TooFatLardies: Whats all that about?


TooFatLardies is a UK based wargames development team that produces an ever growing
range of rule sets for what we think are discerning wargamers. The emphasis with any of
our rule sets is on replicating the real core issues for each of our periods, recreating what
Clausewitz described as "friction" on the battlefield, alongside the stresses and pressure of
command.
We believe in playing the period, not the rules.
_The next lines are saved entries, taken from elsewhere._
// Hive Platform Adapter: Webchat
//
// Reference adapter for local testing (§4.H worked example): a loopback TCP
// listener speaking the same newline-terminated JSON wire shape as the
// daemon's own IPC server (src/daemon/ipc.rs) rather than a literal HTTP
// server — the simplest transport that lets `hivectl chat` and an ad hoc
// `nc`/test client drive `platform::handle_inbound` end-to-end without this
// crate taking on an HTTP framework it has no other use for. Its port is
// written to `<home>/webchat.port`, mirroring how the daemon itself
// publishes `daemon.port`.

use super::{handle_inbound, ChannelStatus, InboundMessage, PlatformAdapter, PlatformContext};
use crate::atoms::error::HiveError;
use async_trait::async_trait;
use parking_lot::RwLock;
use serde_json::{json, Value};
use std::path::PathBuf;
use std::sync::Arc;
use tokio::io::{AsyncBufReadExt, AsyncWriteExt, BufReader};
use tokio::net::{TcpListener, TcpStream};

pub struct WebchatAdapter {
    ctx: PlatformContext,
    port_path: PathBuf,
    status: RwLock<ChannelStatus>,
}

impl WebchatAdapter {
    pub fn new(ctx: PlatformContext, port_path: PathBuf) -> Self {
        WebchatAdapter {
            ctx,
            port_path,
            status: RwLock::new(ChannelStatus::NotConfigured),
        }
    }

    async fn handle_connection(&self, stream: TcpStream) -> std::io::Result<()> {
        let (read_half, mut write_half) = stream.into_split();
        let mut reader = BufReader::new(read_half);
        let mut line = String::new();
        let bytes_read = reader.read_line(&mut line).await?;
        if bytes_read == 0 {
            return Ok(());
        }

        let response = match serde_json::from_str::<Value>(line.trim_end()) {
            Ok(request) => self.reply_to(request).await,
            Err(_) => json!({ "error": "Invalid JSON" }),
        };

        let mut body = serde_json::to_string(&response).unwrap_or_else(|_| "{}".to_string());
        body.push('\n');
        write_half.write_all(body.as_bytes()).await?;
        write_half.flush().await
    }

    async fn reply_to(&self, request: Value) -> Value {
        let Some(text) = request.get("text").and_then(Value::as_str) else {
            return json!({ "error": "missing \"text\"" });
        };
        let from = request
            .get("from")
            .and_then(Value::as_str)
            .unwrap_or("local")
            .to_string();
        let message_id = request
            .get("message_id")
            .and_then(Value::as_str)
            .map(str::to_string)
            .unwrap_or_else(|| uuid::Uuid::new_v4().to_string());

        let inbound = InboundMessage {
            platform: "webchat".to_string(),
            from,
            text: text.to_string(),
            message_id,
            timestamp: chrono::Utc::now().to_rfc3339(),
        };
        let outbound = handle_inbound(&self.ctx, inbound).await;
        json!({ "text": outbound.text, "reply_to": outbound.reply_to })
    }
}

#[async_trait]
impl PlatformAdapter for WebchatAdapter {
    fn platform(&self) -> &str {
        "webchat"
    }

    async fn start(self: Arc<Self>) -> Result<(), HiveError> {
        let listener = TcpListener::bind(("127.0.0.1", 0))
            .await
            .map_err(|e| HiveError::Other(format!("webchat bind failed: {e}")))?;
        let port = listener
            .local_addr()
            .map_err(|e| HiveError::Other(format!("webchat local_addr failed: {e}")))?
            .port();
        std::fs::write(&self.port_path, port.to_string())
            .map_err(|e| HiveError::StoreIo(format!("write webchat.port: {e}")))?;
        *self.status.write() = ChannelStatus::Running;

        loop {
            let (stream, _addr) = listener
                .accept()
                .await
                .map_err(|e| HiveError::Other(format!("webchat accept failed: {e}")))?;
            let this = Arc::clone(&self);
            tokio::spawn(async move {
                if let Err(err) = this.handle_connection(stream).await {
                    log::warn!(target: "webchat", "connection error: {err}");
                }
            });
        }
    }

    fn status(&self) -> ChannelStatus {
        *self.status.read()
    }
}

#[cfg(test)]
mod tests {
    use super::*;
    use crate::integrations::IntegrationAuth;
    use crate::platform::RateLimiter;
    use crate::provider::{AnyProvider, ProviderConfig, ProviderKind};
    use crate::store::Store;

    fn test_context(home: &std::path::Path) -> PlatformContext {
        let store = Arc::new(Store::open_in_memory().unwrap());
        let provider = Arc::new(AnyProvider::from_config(&ProviderConfig {
            kind: ProviderKind::OpenAi,
            api_key: "test".to_string(),
            base_url: None,
        }));
        PlatformContext {
            store,
            provider,
            integrations: Arc::new(IntegrationAuth::open(home)),
            rate_limiter: Arc::new(RateLimiter::new()),
            orchestrator: None,
            long_term_memory: None,
        }
    }

    #[tokio::test]
    async fn reply_to_requires_a_text_field() {
        let dir = tempfile::tempdir().unwrap();
        let adapter = WebchatAdapter::new(test_context(dir.path()), dir.path().join("unused.port"));
        let response = adapter.reply_to(json!({"from": "tester"})).await;
        assert_eq!(response["error"], json!("missing \"text\""));
    }

    #[tokio::test]
    async fn reply_to_reports_agent_not_initialized_once_authorized() {
        let dir = tempfile::tempdir().unwrap();
        let ctx = test_context(dir.path());
        ctx.integrations.add_authorized("webchat", "tester").unwrap();
        let adapter = WebchatAdapter::new(ctx, dir.path().join("unused.port"));
        let response = adapter
            .reply_to(json!({"from": "tester", "text": "hello"}))
            .await;
        assert_eq!(response["text"], json!("daemon running but agent not initialized"));
    }

    #[tokio::test]
    async fn start_binds_a_loopback_port_and_writes_it_to_disk() {
        let dir = tempfile::tempdir().unwrap();
        let port_path = dir.path().join("webchat.port");
        let adapter = Arc::new(WebchatAdapter::new(test_context(dir.path()), port_path.clone()));
        assert_eq!(adapter.status(), ChannelStatus::NotConfigured);
        tokio::spawn(Arc::clone(&adapter).start());

        for _ in 0..50 {
            if port_path.exists() {
                break;
            }
            tokio::time::sleep(std::time::Duration::from_millis(20)).await;
        }
        let port: u16 = std::fs::read_to_string(&port_path)
            .unwrap()
            .trim()
            .parse()
            .unwrap();
        assert!(port > 0);
        assert_eq!(adapter.status(), ChannelStatus::Running);
    }
}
A full list of all our products and services can be found online at www.toofatlardies.co.uk
but in summary, they fall into the following categories:
Wargames Rules:
Toofatlardies produces a growing range of rules which are distributed either as hard copy,
CD or as PDF files. Each set reflects the periods that we ourselves game, and are
consequently the product of our own enthusiasm. Periods covered include WW2 (I Aint
Been Shot Mum! and its supplements), Napoleonic (Le Feu Sacre) Napoleonic Naval (Kiss Me,
Hardy!), WW2 aerial combat (Bag the Hun), and Early 20th Century Revolutionary warfare
(Triumph of the Will).
Periodicals:
Toofatlardies also produces a twice yearly bumper publication containing articles,
supplements and scenarios in support of all its rule sets. These are available in CD or PDF
format. Each contains approximately 100 pages and is filled with relevant articles,
scenarios, additional rule sets and photos. Early reviews of these have been excellent.
Discussion group:
All TFLs authors are active members of the Toofatlardies Discussion Group which is hosted
by Yahoo! All users of TFL rule sets are invited to register as members of the online group
at http://games.groups.yahoo.com/group/Toofatlardies/ . The discussion group is a great
forum in which to raise specific rule questions or general queries of either a period specific
or general wargaming nature. In addition, members often post up game reports, photos,
interesting web links, and share painting tips and amusing anecdotes. The site also includes
a range of scenarios and templates which members may download. Membership of the
group is free.
Scenarios:
Scenario booklets in support of IABSM! are available. Each contains full briefings, historical
background, maps and OOB for refighting a number of actions. Some free scenarios are also
available online either via the website or held as files on the discussion group. Full details
online
Games Days:
TooFatLardies hosts a multi-player Games Day, which run at the rate of approximately one
every six months. These games, which take pace at Lard Island in St. Albans,
Hertfordshire, provide players with the opportunity to participate in games run using TFL
rules and are umpired by the authors. Each game runs from approximately 9.00am to
4.30pm. Numbers are restricted and are generally offered to members of the discussion
group on a first come, first served basis.